Madcow 5x5 advanced, westside barbell, cube method, Texas method, or something else

Completed stronglifts 5x5.  Looking to keep gaining strength and size. Would prefer to stay with 3 day per week workout


----------



## TrickWilliams (Sep 15, 2016)

Are you stalled out? Keep making gains? If you still are why change it up? Stats?


----------



## Clayboy_123 (Sep 15, 2016)

TrickWilliams said:


> Are you stalled out? Keep making gains? If you still are why change it up? Stats?



Not yet. Slowly down. Just curious what's next


----------



## DocDePanda187123 (Sep 15, 2016)

What are you goals, stats, and current lifts like?


----------



## PillarofBalance (Sep 15, 2016)

5x5 sucks. There I said it.

Tons of options. They all work so long as you do.


----------



## TrickWilliams (Sep 15, 2016)

PillarofBalance said:


> 5x5 sucks. There I said it.



You actually think that? Id be curious as to why.


----------



## IHI (Sep 16, 2016)

TrickWilliams said:


> You actually think that? Id be curious as to why.



I don't know nuthing, especially compared to POB, but I did the strong lift 5x5 when I started back in the lifting thing 4yrs ago, I actually saw pretty good and steady gains for months. Eventually I stalled out, got tired of repeating and changed up everything. Been averaging a few different methods each year ever since just to not get bored. Currently following cube method, I am personally loving the diversity of different exercises and intensity levels of this program, I feel beat up after each session and the cardio aspect of it is amazing too (just from the intensity aspect).
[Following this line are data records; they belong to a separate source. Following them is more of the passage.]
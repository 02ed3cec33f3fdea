use async_trait::async_trait;
use k8s_segnet_core::resources::crd::v1alpha1::segmentnetwork::SegmentNetwork;
use thiserror::Error;

pub mod netlink;
pub mod rt_tables;

#[derive(Debug, Error)]
pub enum HostNetworkError {
    #[error("netlink request failed! Reason: {0}")]
    Netlink(#[from] rtnetlink::Error),
    #[error("host device '{0}' is not present on this host!")]
    HostDeviceNotFound(String),
    #[error("segment '{0}' requests a tagged link but names no host device!")]
    HostDeviceNotSpecified(String),
    #[error("couldn't update the routing table registry! Reason: {0}")]
    RtTables(#[from] std::io::Error),
}

/// Host-side realization of a segment. Implementations must be safe to call
/// repeatedly with the same segment: `create` over existing state and
/// `delete` over absent state both succeed.
#[async_trait]
pub trait HostNetworkProvisioner {
    async fn create(&self, network: &SegmentNetwork) -> Result<(), HostNetworkError>;
    async fn delete(&self, network: &SegmentNetwork) -> Result<(), HostNetworkError>;
}
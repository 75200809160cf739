use core::fmt;

use crate::bmp::{DibHeader, FileHeader};
use crate::pixel::PixelMatrix;

/// A decoded bitmap: both headers plus the pixel matrix.
///
/// Built once by the decoder and read-only afterwards.
#[derive(Clone, Debug, PartialEq, Eq)]
pub struct Image {
    file_header: FileHeader,
    dib_header: DibHeader,
    pixels: PixelMatrix,
}

impl Image {
    pub(crate) fn new(file_header: FileHeader, dib_header: DibHeader, pixels: PixelMatrix) -> Self {
        Self {
            file_header,
            dib_header,
            pixels,
        }
    }

    pub fn file_header(&self) -> &FileHeader {
        &self.file_header
    }

    pub fn dib_header(&self) -> &DibHeader {
        &self.dib_header
    }

    pub fn pixels(&self) -> &PixelMatrix {
        &self.pixels
    }

    /// Decoded width in pixels (may be narrower than the header declares).
    pub fn width(&self) -> usize {
        self.pixels.width()
    }

    /// Decoded height in rows (derived from the pixel data).
    pub fn height(&self) -> usize {
        self.pixels.height()
    }

    /// Split into headers and pixels.
    pub fn into_parts(self) -> (FileHeader, DibHeader, PixelMatrix) {
        (self.file_header, self.dib_header, self.pixels)
    }
}

/// Two-line header summary.
impl fmt::Display for Image {
    fn fmt(&self, f: &mut fmt::Formatter<'_>) -> fmt::Result {
        let fh = &self.file_header;
        let dib = &self.dib_header;
        writeln!(
            f,
            "BMP header: file size {} bytes, pixel array at offset {}",
            fh.file_size, fh.pixel_array_offset
        )?;
        write!(
            f,
            "DIB header: {} ({} bytes), {}x{}, {} plane(s), {} bpp, compression {}, \
             image size {} bytes, resolution {}x{} px/m",
            dib.kind(),
            dib.size,
            dib.width,
            dib.height,
            dib.color_planes,
            dib.bits_per_pixel,
            dib.compression,
            dib.image_size,
            dib.x_resolution,
            dib.y_resolution
        )
    }
}
use std::path::Path;

use enough::Unstoppable;

use crate::decode::DecodeRequest;
use crate::error::BmpError;
use crate::image::Image;

/// Read a `.bmp` file from disk and decode it with default settings.
pub fn load_from_file(path: impl AsRef<Path>) -> Result<Image, BmpError> {
    let data = std::fs::read(path)?;
    DecodeRequest::new(&data).decode(Unstoppable)
}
I'll run this a few months and probably switch to a wsbb format and after that, I dunno, no goals or aspirations, just like lifting and don't feel right all day if I don't lift.


----------



## PillarofBalance (Sep 16, 2016)

TrickWilliams said:


> You actually think that? Id be curious as to why.


mad cow 5x5?

It sucks

Its boring

It causes imbalances

It teaches the lifter nothing

It really can't be run forever

Its boring

Many other reasons.

Did I mention boring?


----------



## snake (Sep 16, 2016)

Clayboy_123 said:


> Madcow advanced, westside barbell, cube method, Texas method, or something else



I vote for something else. Now get out there and find out what works for you!


----------



## TrickWilliams (Sep 16, 2016)

PillarofBalance said:


> It sucks
> 
> Its boring
> 
> ...




You did mention boring yes, I do agree with you. I think its a good way to start with the main lifts, but I do not believe it somthing that should be ran a long time. Its just good to hear its not someones absolute staple. It seems like thats all you hear about. How that program gave them the best results out of everything they have ever done and always go back to it when the hit a wall.


----------